### EXERCISE BRIEF
When a line below contains the string "colors", show that line.

### SOURCE INFORMATION

//! The fixed catalog of store listing artifacts.
//!
//! Each entry pairs an output file name with the script that draws it.

pub mod icons;
pub mod screens;

use crate::script::ArtifactScript;

pub const ICON_SIZE: u32 = 512;

/// One output image: where it goes and how it is drawn.
#[derive(Debug, Clone)]
pub struct Artifact {
    pub file_name: &'static str,
    pub description: &'static str,
    pub script: ArtifactScript,
}

/// Icon, feature graphic, and promo graphic, in generation order.
pub fn icon_set() -> Vec<Artifact> {
    vec![
        Artifact {
            file_name: "app_icon_512.png",
            description: "App icon (512x512)",
            script: icons::app_icon(ICON_SIZE),
        },
        Artifact {
            file_name: "feature_graphic_1024x500.png",
            description: "Feature graphic (1024x500)",
            script: icons::feature_graphic(),
        },
        Artifact {
            file_name: "promo_graphic_180x120.png",
            description: "Promo graphic (180x120)",
            script: icons::promo_graphic(),
        },
    ]
}

/// The five phone screenshots, in listing order.
pub fn screenshot_set() -> Vec<Artifact> {
    vec![
        Artifact {
            file_name: "01_main_with_tasks.png",
            description: "Main screen (task list)",
            script: screens::main_with_tasks(),
        },
        Artifact {
            file_name: "02_add_task_dialog.png",
            description: "Add task dialog",
            script: screens::add_task_dialog_screen(),
        },
        Artifact {
            file_name: "03_empty_state.png",
            description: "Empty state",
            script: screens::empty_state(),
        },
        Artifact {
            file_name: "04_undo_snackbar.png",
            description: "Undo snackbar",
            script: screens::undo_snackbar(),
        },
        Artifact {
            file_name: "05_widget_home.png",
            description: "Home screen widget",
            script: screens::widget_home(),
        },
    ]
}
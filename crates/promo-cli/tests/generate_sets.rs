//! Integration tests: catalog → PNG files on disk → reload.

use pretty_assertions::assert_eq;
use promo_cli::{AssetConfig, ensure_dir, generate_artifact};
use promo_core::artifacts::{icon_set, screenshot_set};
use promo_render::{Canvas, FontBook};

#[test]
fn icon_set_writes_expected_files() {
    let dir = tempfile::tempdir().unwrap();
    let fonts = FontBook::builtin();
    let mut names = Vec::new();
    for artifact in icon_set() {
        let out = generate_artifact(&artifact, dir.path(), &fonts).unwrap();
        let back = Canvas::load_png(&out.path).unwrap();
        assert_eq!(
            (back.width(), back.height()),
            (artifact.script.width, artifact.script.height)
        );
        names.push(out.file_name());
    }
    assert_eq!(
        names,
        vec![
            "app_icon_512.png",
            "feature_graphic_1024x500.png",
            "promo_graphic_180x120.png",
        ]
    );
}

#[test]
fn screenshots_land_in_subdirectory() {
    let dir = tempfile::tempdir().unwrap();
    let config = AssetConfig {
        output_dir: dir.path().to_path_buf(),
        ..AssetConfig::default()
    };
    let shots = config.screenshots_dir();
    ensure_dir(&shots).unwrap();

    let fonts = FontBook::builtin();
    let first = screenshot_set().into_iter().next().unwrap();
    let out = generate_artifact(&first, &shots, &fonts).unwrap();
    assert_eq!(out.path, shots.join("01_main_with_tasks.png"));

    let back = Canvas::load_png(&out.path).unwrap();
    assert_eq!((back.width(), back.height()), (1080, 1920));
}

#[test]
fn screenshot_names_are_ordered() {
    let names: Vec<&str> = screenshot_set().iter().map(|a| a.file_name).collect();
    assert_eq!(
        names,
        vec![
            "01_main_with_tasks.png",
            "02_add_task_dialog.png",
            "03_empty_state.png",
            "04_undo_snackbar.png",
            "05_widget_home.png",
        ]
    );
}
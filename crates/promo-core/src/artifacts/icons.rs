//! App icon, feature graphic, and promo graphic scripts.

use crate::blocks::{ChecklistBlock, Connector, checkmark};
use crate::model::{Bounds, DrawCmd, FontSpec, Outline, Point};
use crate::palette::{ACCENT_GREEN, DARK_TEXT, LIGHT_BG, MOSS_GREEN, WHITE};
use crate::script::ArtifactScript;

pub const FEATURE_WIDTH: u32 = 1024;
pub const FEATURE_HEIGHT: u32 = 500;
pub const PROMO_WIDTH: u32 = 180;
pub const PROMO_HEIGHT: u32 = 120;

/// Outer margin of the icon panel as a fraction of the icon size.
pub const ICON_MARGIN: f32 = 0.05;

/// Whole pixels, truncated.
fn px(v: f32) -> f32 {
    v.trunc()
}

/// Checklist app icon: a white rounded panel with three task rows.
pub fn app_icon(size: u32) -> ArtifactScript {
    let s = size as f32;
    let mut script = ArtifactScript::new(format!("app_icon_{size}"), size, size, LIGHT_BG);

    let margin = s * ICON_MARGIN;
    script.push(DrawCmd::fill_round_rect(
        Bounds::from_ltrb(margin, margin, s - margin, s - margin),
        s * 0.15,
        WHITE,
    ));

    let box_size = s * 0.08;
    script.extend(
        ChecklistBlock {
            origin: Point::new(s * 0.2, s * 0.25),
            rows: 3,
            box_size,
            row_spacing: s * 0.2,
            corner_radius: s * 0.02,
            outline_width: px(s * 0.01),
            outline_completed: true,
            check_width: px(s * 0.015),
            connector: Some(Connector {
                gap: s * 0.05,
                end_x: s * 0.8,
                completed_width: px(s * 0.012),
                pending_width: px(s * 0.015),
            }),
            labels: None,
        }
        .commands(),
    );

    script
}

/// 1024×500 banner: gradient, icon panel on the left, copy on the right.
pub fn feature_graphic() -> ArtifactScript {
    let (w, h) = (FEATURE_WIDTH, FEATURE_HEIGHT);
    let mut script = ArtifactScript::new("feature_graphic", w, h, LIGHT_BG);

    script.push(DrawCmd::VerticalGradient {
        bounds: Bounds::new(0.0, 0.0, w as f32, h as f32),
        top: LIGHT_BG,
        bottom: WHITE,
    });

    let icon_size = 300.0_f32;
    let icon_x = 80.0_f32;
    let icon_y = ((h as f32 - icon_size) / 2.0).floor();
    let panel = icon_size * 0.9;
    let panel_x = icon_x + ((icon_size - panel) / 2.0).floor();
    let panel_y = icon_y + ((icon_size - panel) / 2.0).floor();

    script.push(DrawCmd::Rect {
        bounds: Bounds::square(panel_x, panel_y, panel),
        corner_radius: icon_size * 0.15,
        fill: Some(WHITE),
        outline: Some(Outline::new(MOSS_GREEN, 3.0)),
    });

    script.extend(
        ChecklistBlock {
            origin: Point::new(panel_x + panel * 0.15, panel_y + panel * 0.25),
            rows: 3,
            box_size: panel * 0.1,
            row_spacing: panel * 0.25,
            corner_radius: 5.0,
            outline_width: 2.0,
            outline_completed: false,
            check_width: 3.0,
            connector: Some(Connector {
                gap: 15.0,
                end_x: panel_x + panel * 0.85,
                completed_width: 3.0,
                pending_width: 3.0,
            }),
            labels: None,
        }
        .commands(),
    );

    let title_x = 450.0;
    let title_y = 150.0;
    script.push(DrawCmd::text(
        Point::new(title_x, title_y),
        "WidgetTodo",
        MOSS_GREEN,
        FontSpec::bold(72.0),
    ));

    let subtitle_y = title_y + 100.0;
    for (i, line) in ["シンプルで禅的な", "TODOアプリ"].iter().enumerate() {
        script.push(DrawCmd::text(
            Point::new(title_x, subtitle_y + i as f32 * 45.0),
            *line,
            DARK_TEXT,
            FontSpec::regular(36.0),
        ));
    }

    let feature_y = subtitle_y + 130.0;
    for (i, feature) in ["✓ ウィジェット対応", "✓ シンプルUI", "✓ 高速動作"]
        .iter()
        .enumerate()
    {
        script.push(DrawCmd::text(
            Point::new(title_x, feature_y + i as f32 * 35.0),
            *feature,
            ACCENT_GREEN,
            FontSpec::regular(24.0),
        ));
    }

    script
}

/// 180×120 thumbnail: a white disc with a check and a caption.
pub fn promo_graphic() -> ArtifactScript {
    let (w, h) = (PROMO_WIDTH, PROMO_HEIGHT);
    let mut script = ArtifactScript::new("promo_graphic", w, h, MOSS_GREEN);

    let size = 60.0_f32;
    let x = ((w as f32 - size) / 2.0).floor();
    let y = ((h as f32 - size) / 2.0).floor() - 10.0;
    let disc = Bounds::square(x, y, size);

    script
        .push(DrawCmd::Ellipse {
            bounds: disc,
            fill: Some(WHITE),
            outline: None,
        })
        .push(checkmark(disc, MOSS_GREEN, 8.0))
        .push(DrawCmd::centered_text(
            w as f32 / 2.0,
            disc.bottom() + 5.0,
            "TODO",
            WHITE,
            FontSpec::bold(14.0),
        ));

    script
}
//! Named colors shared by every artifact script.

use crate::model::Color;

/// Primary moss green.
pub const MOSS_GREEN: Color = Color::rgb(88, 129, 87);
pub const ACCENT_GREEN: Color = Color::rgb(106, 153, 78);
pub const LIGHT_BG: Color = Color::rgb(250, 250, 245);
pub const WHITE: Color = Color::rgb(255, 255, 255);
pub const DARK_TEXT: Color = Color::rgb(60, 60, 60);
pub const GRAY_TEXT: Color = Color::rgb(120, 120, 120);
pub const OUTLINE: Color = Color::rgb(200, 200, 200);

// Screenshot-only colors.
pub const SNACKBAR_BG: Color = Color::rgb(60, 60, 60);
pub const WALLPAPER_TOP: Color = Color::rgb(100, 120, 140);
pub const WALLPAPER_BOTTOM: Color = Color::rgb(80, 100, 120);
pub const DATE_TEXT: Color = Color::rgb(220, 220, 220);
/// Painted opaque on RGB canvases.
pub const DOCK_ICON: Color = Color::rgba(200, 200, 200, 100);
/// Modal dialog backdrop.
pub const SCRIM: Color = Color::rgba(0, 0, 0, 180);
/// Empty-state caption; painted opaque on RGB canvases.
pub const GHOST_TEXT: Color = Color::rgba(120, 120, 120, 128);
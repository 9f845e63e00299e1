//! Writes the app icon, feature graphic, and promo graphic.

use promo_cli::{AssetConfig, ensure_dir, generate_artifact, init_logging};
use promo_core::artifacts::icon_set;
use std::process::ExitCode;

fn run(config: &AssetConfig) -> promo_render::Result<()> {
    println!("Generating store listing assets...");
    ensure_dir(&config.output_dir)?;
    let fonts = config.font_book();

    for artifact in icon_set() {
        println!("{}...", artifact.description);
        let out = generate_artifact(&artifact, &config.output_dir, &fonts)?;
        println!("   saved {}", out.file_name());
    }

    println!();
    println!("All assets generated.");
    println!("Output: {}", config.output_dir.display());
    Ok(())
}

fn main() -> ExitCode {
    init_logging();
    let config = AssetConfig::from_env();
    match run(&config) {
        Ok(()) => ExitCode::SUCCESS,
        Err(e) => {
            eprintln!("error: {e}");
            ExitCode::FAILURE
        }
    }
}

### RESULT OF THE EXERCISE
//! Named colors shared by every artifact script.
// Screenshot-only colors.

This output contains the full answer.